### EXERCISE BRIEF
Find the line with "self.dead.is_cancelled()" in the listing below. Write it out exactly, along with every later line up to the final one.

### RECORDS TO USE

=====

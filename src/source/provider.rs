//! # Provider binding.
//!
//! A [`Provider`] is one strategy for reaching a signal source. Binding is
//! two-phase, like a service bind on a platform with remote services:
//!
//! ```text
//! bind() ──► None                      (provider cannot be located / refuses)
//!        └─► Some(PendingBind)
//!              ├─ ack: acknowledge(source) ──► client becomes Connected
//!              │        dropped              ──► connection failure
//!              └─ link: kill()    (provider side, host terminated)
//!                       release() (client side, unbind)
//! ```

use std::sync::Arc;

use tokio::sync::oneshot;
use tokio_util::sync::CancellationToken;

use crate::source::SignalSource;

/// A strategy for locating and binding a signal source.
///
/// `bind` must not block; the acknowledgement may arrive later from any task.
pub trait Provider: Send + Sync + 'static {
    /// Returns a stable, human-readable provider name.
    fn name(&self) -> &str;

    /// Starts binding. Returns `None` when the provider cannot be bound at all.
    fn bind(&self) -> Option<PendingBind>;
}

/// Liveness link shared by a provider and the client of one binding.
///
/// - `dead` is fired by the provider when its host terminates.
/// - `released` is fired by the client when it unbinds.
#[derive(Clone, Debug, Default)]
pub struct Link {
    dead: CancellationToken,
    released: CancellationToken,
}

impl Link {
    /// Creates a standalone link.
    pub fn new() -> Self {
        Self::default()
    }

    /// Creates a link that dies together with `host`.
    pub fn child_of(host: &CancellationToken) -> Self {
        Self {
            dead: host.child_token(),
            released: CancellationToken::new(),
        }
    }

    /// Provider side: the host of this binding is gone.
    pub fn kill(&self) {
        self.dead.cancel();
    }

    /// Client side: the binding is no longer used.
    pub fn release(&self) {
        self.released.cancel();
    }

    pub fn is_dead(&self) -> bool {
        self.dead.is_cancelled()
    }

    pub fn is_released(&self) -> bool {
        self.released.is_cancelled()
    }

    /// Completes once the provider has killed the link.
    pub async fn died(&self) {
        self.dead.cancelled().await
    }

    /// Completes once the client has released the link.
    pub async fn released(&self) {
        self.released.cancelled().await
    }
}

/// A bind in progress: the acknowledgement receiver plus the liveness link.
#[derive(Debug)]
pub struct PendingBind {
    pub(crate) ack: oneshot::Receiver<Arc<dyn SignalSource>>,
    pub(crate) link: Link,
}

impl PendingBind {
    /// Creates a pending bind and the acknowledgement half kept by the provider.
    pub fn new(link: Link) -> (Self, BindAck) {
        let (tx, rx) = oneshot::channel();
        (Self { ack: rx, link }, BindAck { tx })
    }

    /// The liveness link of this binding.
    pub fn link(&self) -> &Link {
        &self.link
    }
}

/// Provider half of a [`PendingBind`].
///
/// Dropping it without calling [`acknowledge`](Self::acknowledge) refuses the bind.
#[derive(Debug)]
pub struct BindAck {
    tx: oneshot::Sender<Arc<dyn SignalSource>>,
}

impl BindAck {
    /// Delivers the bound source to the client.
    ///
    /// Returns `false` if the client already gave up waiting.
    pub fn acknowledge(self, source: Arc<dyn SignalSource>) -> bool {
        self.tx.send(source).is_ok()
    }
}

=====

### RESPONSE AREA
        self.dead.is_cancelled()
    }

    pub fn is_released(&self) -> bool {
        self.released.is_cancelled()
    }

    /// Completes once the provider has killed the link.
    pub async fn died(&self) {
        self.dead.cancelled().await
    }

    /// Completes once the client has released the link.
    pub async fn released(&self) {
        self.released.cancelled().await
    }
}

/// A bind in progress: the acknowledgement receiver plus the liveness link.
#[derive(Debug)]
pub struct PendingBind {
    pub(crate) ack: oneshot::Receiver<Arc<dyn SignalSource>>,
    pub(crate) link: Link,
}

impl PendingBind {
    /// Creates a pending bind and the acknowledgement half kept by the provider.
    pub fn new(link: Link) -> (Self, BindAck) {
        let (tx, rx) = oneshot::channel();
        (Self { ack: rx, link }, BindAck { tx })
    }

    /// The liveness link of this binding.
    pub fn link(&self) -> &Link {
        &self.link
    }
}

/// Provider half of a [`PendingBind`].
///
/// Dropping it without calling [`acknowledge`](Self::acknowledge) refuses the bind.
#[derive(Debug)]
pub struct BindAck {
    tx: oneshot::Sender<Arc<dyn SignalSource>>,
}

impl BindAck {
    /// Delivers the bound source to the client.
    ///
    /// Returns `false` if the client already gave up waiting.
    pub fn acknowledge(self, source: Arc<dyn SignalSource>) -> bool {
        self.tx.send(source).is_ok()
    }
}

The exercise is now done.